Reino Unido deporta mais de 600 brasileiros em voo “secreto”
Reino Unido registra deportação recorde de brasileiros, incluindo crianças, em voos secretos
Entre agosto e setembro de 2024, mais de 600 brasileiros, sendo 109 crianças, foram deportados do Reino Unido em três voos classificados como “secretos” pelo jornal britânico The Guardian. O número, recorde para uma única nacionalidade em voos desse tipo, destaca uma intensificação nas políticas de migração britânicas.
Deportação ou retorno voluntário?
O Itamaraty afirmou ao g1, da Rede Globo, que os retornos foram voluntários, uma decisão tomada pelos participantes no âmbito de um programa oferecido pelo governo britânico. “Importante esclarecer que não se trata de deportação, e sim de decisão voluntária dos participantes de aderir à iniciativa britânica”, diz a nota oficial.
Já o Ministério do Interior britânico declarou ao Guardian que a medida faz parte de um esforço para intensificar ações contra a imigração irregular, o que gerou preocupação entre organizações de direitos de imigrantes. A Coalition of Latin Americans in the UK destacou o impacto negativo da deportação de crianças, muitas delas matriculadas em escolas britânicas e com vínculos profundos no país.
Números crescentes
De acordo com dados divulgados pelo Ministério do Interior, entre julho e setembro de 2024, foram realizados 8.308 retornos de imigrantes, voluntários ou forçados — um aumento de 16% em relação ao mesmo período do ano anterior. Desses, 6.247 foram classificados como voluntários. O governo oferece incentivos de até 3.000 libras (cerca de R$ 22 mil) para quem aceita retornar ao país de origem de forma voluntária.
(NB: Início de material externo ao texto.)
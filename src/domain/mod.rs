/// Pure puzzle rules: no I/O, no clocks, no logging.

pub mod direction;
pub mod grid;
pub mod hint;
pub mod movement;
pub mod tile;
pub mod trail;
/// Save and load player progress.
///
/// ## File format:
///   Key-value lines in `progress.dat`:
///   ```text
///   pack=Classic
///   level=2
///   hints=5
///   completed:Classic=2
///   completed:Ice=1
///   ```
///   `pack`/`level` name the level to resume; each `completed:<pack>` line
///   counts the levels finished in that pack. Unknown keys are ignored.
///   Missing keys keep the fresh-profile value.
///
/// Only progress is stored, never a mid-move snapshot: a level always
/// resumes from its start tile.

use std::collections::BTreeMap;
use std::path::{Path, PathBuf};

use tracing::{debug, warn};

use crate::error::SaveError;

const PROGRESS_FILE: &str = "progress.dat";
const COMPLETED_PREFIX: &str = "completed:";

// ══════════════════════════════════════════════════════════════
// Public types
// ══════════════════════════════════════════════════════════════

#[derive(Clone, PartialEq, Eq, Debug)]
pub struct Progress {
    /// Pack of the level to resume.
    pub pack: String,
    /// Level to resume, within `pack`.
    pub level: usize,
    /// Hint currency balance.
    pub hints: u32,
    /// Levels finished per pack. Level `i` is unlocked when `i <= completed`.
    completed: BTreeMap<String, usize>,
}

impl Progress {
    pub fn new(hints: u32) -> Self {
        Progress {
            pack: String::new(),
            level: 0,
            hints,
            completed: BTreeMap::new(),
        }
    }

    pub fn completed_in(&self, pack: &str) -> usize {
        self.completed.get(pack).copied().unwrap_or(0)
    }

    /// Levels of a `count`-level pack the player may pick: every finished
    /// one plus the next.
    pub fn unlocked_in(&self, pack: &str, count: usize) -> usize {
        (self.completed_in(pack) + 1).min(count)
    }

    pub fn is_unlocked(&self, pack: &str, idx: usize) -> bool {
        idx <= self.completed_in(pack)
    }

    /// Record finishing level `idx` of `pack` and point at the next one.
    pub fn complete_level(&mut self, pack: &str, idx: usize) {
        let done = self.completed.entry(pack.to_string()).or_insert(0);
        *done = (*done).max(idx + 1);
        self.pack = pack.to_string();
        self.level = idx + 1;
    }

    /// Total levels finished across every pack.
    pub fn total_completed(&self) -> usize {
        self.completed.values().sum()
    }
}

// ══════════════════════════════════════════════════════════════
// Paths
// ══════════════════════════════════════════════════════════════

fn save_dir() -> PathBuf {
    // 1. Exe directory, if writable (portable installs)
    if let Ok(exe) = std::env::current_exe() {
        let resolved = exe.canonicalize().unwrap_or(exe);
        if let Some(parent) = resolved.parent() {
            let test_path = parent.join(".write_test_trailrunner");
            if std::fs::write(&test_path, "").is_ok() {
                let _ = std::fs::remove_file(&test_path);
                return parent.to_path_buf();
            }
        }
    }

    // 2. XDG data home for system installs
    if let Ok(home) = std::env::var("HOME") {
        let xdg = PathBuf::from(&home).join(".local/share/trailrunner");
        if std::fs::create_dir_all(&xdg).is_ok() {
            return xdg;
        }
    }

    // 3. CWD
    std::env::current_dir().unwrap_or_else(|_| PathBuf::from("."))
}

fn progress_path() -> PathBuf {
    save_dir().join(PROGRESS_FILE)
}

// ══════════════════════════════════════════════════════════════
// File operations
// ══════════════════════════════════════════════════════════════

pub fn save_progress(progress: &Progress) -> Result<(), SaveError> {
    save_progress_to(&progress_path(), progress)
}

/// `None` when no progress file exists yet.
pub fn load_progress(starting_hints: u32) -> Option<Progress> {
    let candidates = [progress_path(), PathBuf::from(PROGRESS_FILE)];
    candidates.iter().find_map(|p| load_progress_from(p, starting_hints))
}

pub fn save_progress_to(path: &Path, progress: &Progress) -> Result<(), SaveError> {
    std::fs::write(path, serialize(progress)).map_err(|source| SaveError::Write {
        path: path.display().to_string(),
        source,
    })?;
    debug!(path = %path.display(), ?progress, "progress saved");
    Ok(())
}

pub fn load_progress_from(path: &Path, starting_hints: u32) -> Option<Progress> {
    match std::fs::read_to_string(path) {
        Ok(content) => Some(parse_progress(&content, starting_hints)),
        Err(e) if e.kind() == std::io::ErrorKind::NotFound => None,
        Err(e) => {
            warn!(path = %path.display(), error = %e, "could not read progress");
            None
        }
    }
}

// ══════════════════════════════════════════════════════════════
// Serialization
// ══════════════════════════════════════════════════════════════

fn serialize(p: &Progress) -> String {
    let mut out = String::with_capacity(128);
    out.push_str(&format!("pack={}\n", p.pack));
    out.push_str(&format!("level={}\n", p.level));
    out.push_str(&format!("hints={}\n", p.hints));
    for (pack, n) in &p.completed {
        out.push_str(&format!("{}{}={}\n", COMPLETED_PREFIX, pack, n));
    }
    out
}

fn parse_progress(content: &str, starting_hints: u32) -> Progress {
    let mut p = Progress::new(starting_hints);

    for line in content.lines() {
        if let Some(rest) = line.strip_prefix(COMPLETED_PREFIX) {
            // The pack name may contain '='; the count never does.
            if let Some((pack, val)) = rest.rsplit_once('=') {
                if let Ok(v) = val.trim().parse() {
                    p.completed.insert(pack.to_string(), v);
                }
            }
            continue;
        }
        let Some((key, val)) = line.split_once('=') else { continue };
        let val = val.trim();
        match key.trim() {
            "pack" => p.pack = val.to_string(),
            "level" => if let Ok(v) = val.parse() { p.level = v },
            "hints" => if let Ok(v) = val.parse() { p.hints = v },
            _ => {}
        }
    }

    p
}

#[cfg(test)]
mod tests {
    use super::*;

    fn scratch_dir(name: &str) -> PathBuf {
        let dir = std::env::temp_dir()
            .join(format!("trailrunner_save_{}_{}", name, std::process::id()));
        let _ = std::fs::remove_dir_all(&dir);
        std::fs::create_dir_all(&dir).unwrap();
        dir
    }

    fn sample() -> Progress {
        let mut p = Progress::new(7);
        p.complete_level("a=b", 0);
        p.complete_level("Classic", 0);
        p.complete_level("Classic", 1);
        p.complete_level("Ice", 0);
        p
    }

    #[test]
    fn serialized_progress_reads_back() {
        let p = sample();
        assert_eq!(parse_progress(&serialize(&p), 0), p);
    }

    #[test]
    fn progress_file_on_disk() {
        let dir = scratch_dir("disk");
        let path = dir.join(PROGRESS_FILE);
        assert_eq!(load_progress_from(&path, 3), None);

        let p = sample();
        save_progress_to(&path, &p).unwrap();
        assert_eq!(load_progress_from(&path, 3), Some(p));

        let _ = std::fs::remove_dir_all(&dir);
    }

    #[test]
    fn unwritable_path_is_a_save_error() {
        let dir = scratch_dir("unwritable");
        let path = dir.join("missing").join(PROGRESS_FILE);
        let err = save_progress_to(&path, &sample()).unwrap_err();
        assert!(matches!(err, SaveError::Write { .. }));
        let _ = std::fs::remove_dir_all(&dir);
    }

    #[test]
    fn missing_and_bad_keys_keep_fresh_values() {
        let p = parse_progress("level=2\nhints=lots\ncolour=blue\nnonsense\ncompleted:Ice=x\n", 3);
        assert_eq!(p.level, 2);
        assert_eq!(p.hints, 3);
        assert_eq!(p.pack, "");
        assert_eq!(p.completed_in("Ice"), 0);
    }

    #[test]
    fn empty_file_is_a_fresh_profile() {
        assert_eq!(parse_progress("", 5), Progress::new(5));
    }

    #[test]
    fn completion_is_kept_per_pack() {
        let mut p = Progress::new(3);
        p.complete_level("Classic", 0);
        assert_eq!((p.pack.as_str(), p.level), ("Classic", 1));
        p.complete_level("Classic", 1);
        assert_eq!(p.completed_in("Classic"), 2);
        assert_eq!(p.completed_in("Ice"), 0);

        // Replaying an earlier level does not lower the count.
        p.complete_level("Classic", 0);
        assert_eq!(p.completed_in("Classic"), 2);
        assert_eq!(p.level, 1);

        p.complete_level("Ice", 0);
        assert_eq!(p.total_completed(), 3);
    }

    #[test]
    fn unlocking_follows_completion() {
        let mut p = Progress::new(0);
        assert!(p.is_unlocked("Ice", 0));
        assert!(!p.is_unlocked("Ice", 1));
        assert_eq!(p.unlocked_in("Ice", 4), 1);

        p.complete_level("Ice", 0);
        p.complete_level("Ice", 1);
        assert!(p.is_unlocked("Ice", 2));
        assert!(!p.is_unlocked("Ice", 3));
        assert_eq!(p.unlocked_in("Ice", 4), 3);
        // Never more than the pack holds.
        assert_eq!(p.unlocked_in("Ice", 2), 2);
    }
}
Embora os números gerais tenham sido publicados, o Ministério omitiu que o Brasil foi o destino de voos com recorde de imigrantes. Os três voos, realizados em menos de dois meses, ocorreram nas seguintes datas e números:
- 9 de agosto: 205 pessoas, incluindo 43 crianças.
- 23 de agosto: 206 pessoas, sendo 30 crianças.
- 27 de setembro: 218 pessoas, entre elas 36 crianças.
As crianças deportadas pertenciam a unidades familiares, e muitas tinham passado toda ou grande parte de suas vidas no Reino Unido.
Barreiras e desafios
A Coalition of Latin Americans in the UK apontou que brasileiros enfrentam desafios significativos para acessar informações legais e suporte jurídico adequado, especialmente em português. Além disso, a organização criticou a falta de preparo e orientação diante das mudanças nas políticas de imigração impostas pelo Brexit, que deixaram muitas famílias em situações de vulnerabilidade.
A saída do Reino Unido da União Europeia, formalizada em 2021, eliminou o direito automático de residência para cidadãos do bloco. Como resultado, migrantes que chegaram via países da UE foram afetados por mudanças abruptas nas regras de elegibilidade.
Política migratória mais rígida
O governo britânico, liderado por Rishi Sunak, tem adotado uma abordagem cada vez mais rígida em relação à imigração. Em abril, o Parlamento aprovou uma lei que autoriza a deportação de solicitantes de asilo para Ruanda, mesmo sem vínculo prévio com o país africano. Contudo, essa medida enfrenta desafios legais, com o Tribunal Europeu de Direitos Humanos impedindo o primeiro voo previsto para junho.
O Ministério do Interior justificou o endurecimento das medidas afirmando que elas visam reduzir a dependência de hotéis para abrigar imigrantes, com potencial economia de 4 bilhões de libras nos próximos dois anos.
Posição do Brasil
O Itamaraty informou que os voos ocorreram no âmbito do Programa de Retorno Voluntário (VRS) britânico, que oferece passagens aéreas e auxílio financeiro para imigrantes retornarem aos seus países de origem. O governo brasileiro destacou que a participação no programa é voluntária e que revisará os termos caso esses critérios sejam alterados.
Em nota, o Itamaraty também mencionou que a iniciativa está alinhada aos princípios da assistência consular brasileira, que apoia brasileiros em situações de vulnerabilidade no exterior. O programa conta ainda com parceria da Organização Internacional para Migrações (OIM).
Preocupação com o futuro
A intensificação das deportações, especialmente com o impacto em crianças, tem gerado críticas e levantado questões sobre os direitos de migrantes no Reino Unido. Com políticas migratórias cada vez mais rígidas, organizações alertam para o aumento da desinformação e os desafios enfrentados por comunidades vulneráveis, como os brasileiros, que representam a maior parcela de imigrantes latino-americanos no país.